*** Begin section ***

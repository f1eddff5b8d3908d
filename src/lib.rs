//! Uptime check result processor.
//!
//! Ingests the stream of synthetic uptime check results (one per monitored
//! URL per scheduling interval), deduplicates and orders them despite
//! out-of-order delivery, backfills missing checks, coordinates
//! cross-region health verification, and feeds validated results into the
//! downstream issue-detection pipeline. The stream may replay or duplicate
//! messages, so every side effect sits behind an idempotency gate.
//!
//! ## Architecture
//!
//! - `model` - Typed wire record and registry entities
//! - `decode` - Wire-format decoding at the ingestion boundary
//! - `pipeline` - Ordering gate, backfill, backlog, dispatch, orchestration
//! - `region` - Active/shadow region coordination
//! - `store` - Durable key-value state (watermarks, backlogs, flags)
//! - `registry` - External collaborator interfaces
//! - `metrics` - Counter/distribution emission
//! - `logging` - Structured logging with subscription context
//!
//! ## Entry points
//!
//! Build a [`pipeline::ProcessorContext`] once at startup, then call
//! [`pipeline::process_payload`] per stream record (or
//! [`pipeline::process_result`] if the transport already decoded it).
//! The backlog retry task calls [`pipeline::drain_backlog`].

pub mod config;
pub mod decode;
pub mod logging;
pub mod metrics;
pub mod model;
pub mod pipeline;
pub mod region;
pub mod registry;
pub mod store;
//! Structured logging utilities.
//!
//! Provides context-aware logging with subscription_id and the check guid
//! included in every log message.

use std::fmt;

/// Logging context for result processing.
#[derive(Debug, Clone)]
pub struct LogContext {
    pub subscription_id: String,
    pub guid: Option<String>,
}

impl LogContext {
    pub fn new(subscription_id: &str) -> Self {
        Self {
            subscription_id: subscription_id.to_string(),
            guid: None,
        }
    }

    pub fn with_check(&self, guid: &str) -> Self {
        Self {
            subscription_id: self.subscription_id.clone(),
            guid: Some(guid.to_string()),
        }
    }
}

impl fmt::Display for LogContext {
    fn fmt(&self, f: &mut fmt::Formatter<'_>) -> fmt::Result {
        match &self.guid {
            Some(guid) => write!(f, "[sub={}] [check={}]", self.subscription_id, guid),
            None => write!(f, "[sub={}]", self.subscription_id),
        }
    }
}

*** End section ***

### [TASK GOAL]
After reading the lines above, reproduce them all exactly.

### [WRITTEN REPLY]
repository f1eddff5b8d3908d
filename src/lib.rs
//! Uptime check result processor.
//!
//! Ingests the stream of synthetic uptime check results (one per monitored
//! URL per scheduling interval), deduplicates and orders them despite
//! out-of-order delivery, backfills missing checks, coordinates
//! cross-region health verification, and feeds validated results into the
//! downstream issue-detection pipeline. The stream may replay or duplicate
//! messages, so every side effect sits behind an idempotency gate.
//!
//! ## Architecture
//!
//! - `model` - Typed wire record and registry entities
//! - `decode` - Wire-format decoding at the ingestion boundary
//! - `pipeline` - Ordering gate, backfill, backlog, dispatch, orchestration
//! - `region` - Active/shadow region coordination
//! - `store` - Durable key-value state (watermarks, backlogs, flags)
//! - `registry` - External collaborator interfaces
//! - `metrics` - Counter/distribution emission
//! - `logging` - Structured logging with subscription context
//!
//! ## Entry points
//!
//! Build a [`pipeline::ProcessorContext`] once at startup, then call
//! [`pipeline::process_payload`] per stream record (or
//! [`pipeline::process_result`] if the transport already decoded it).
//! The backlog retry task calls [`pipeline::drain_backlog`].

pub mod config;
pub mod decode;
pub mod logging;
pub mod metrics;
pub mod model;
pub mod pipeline;
pub mod region;
pub mod registry;
pub mod store;
//! Structured logging utilities.
//!
//! Provides context-aware logging with subscription_id and the check guid
//! included in every log message.

use std::fmt;

/// Logging context for result processing.
#[derive(Debug, Clone)]
pub struct LogContext {
    pub subscription_id: String,
    pub guid: Option<String>,
}

impl LogContext {
    pub fn new(subscription_id: &str) -> Self {
        Self {
            subscription_id: subscription_id.to_string(),
            guid: None,
        }
    }

    pub fn with_check(&self, guid: &str) -> Self {
        Self {
            subscription_id: self.subscription_id.clone(),
            guid: Some(guid.to_string()),
        }
    }
}

impl fmt::Display for LogContext {
    fn fmt(&self, f: &mut fmt::Formatter<'_>) -> fmt::Result {
        match &self.guid {
            Some(guid) => write!(f, "[sub={}] [check={}]", self.subscription_id, guid),
            None => write!(f, "[sub={}]", self.subscription_id),
        }
    }
}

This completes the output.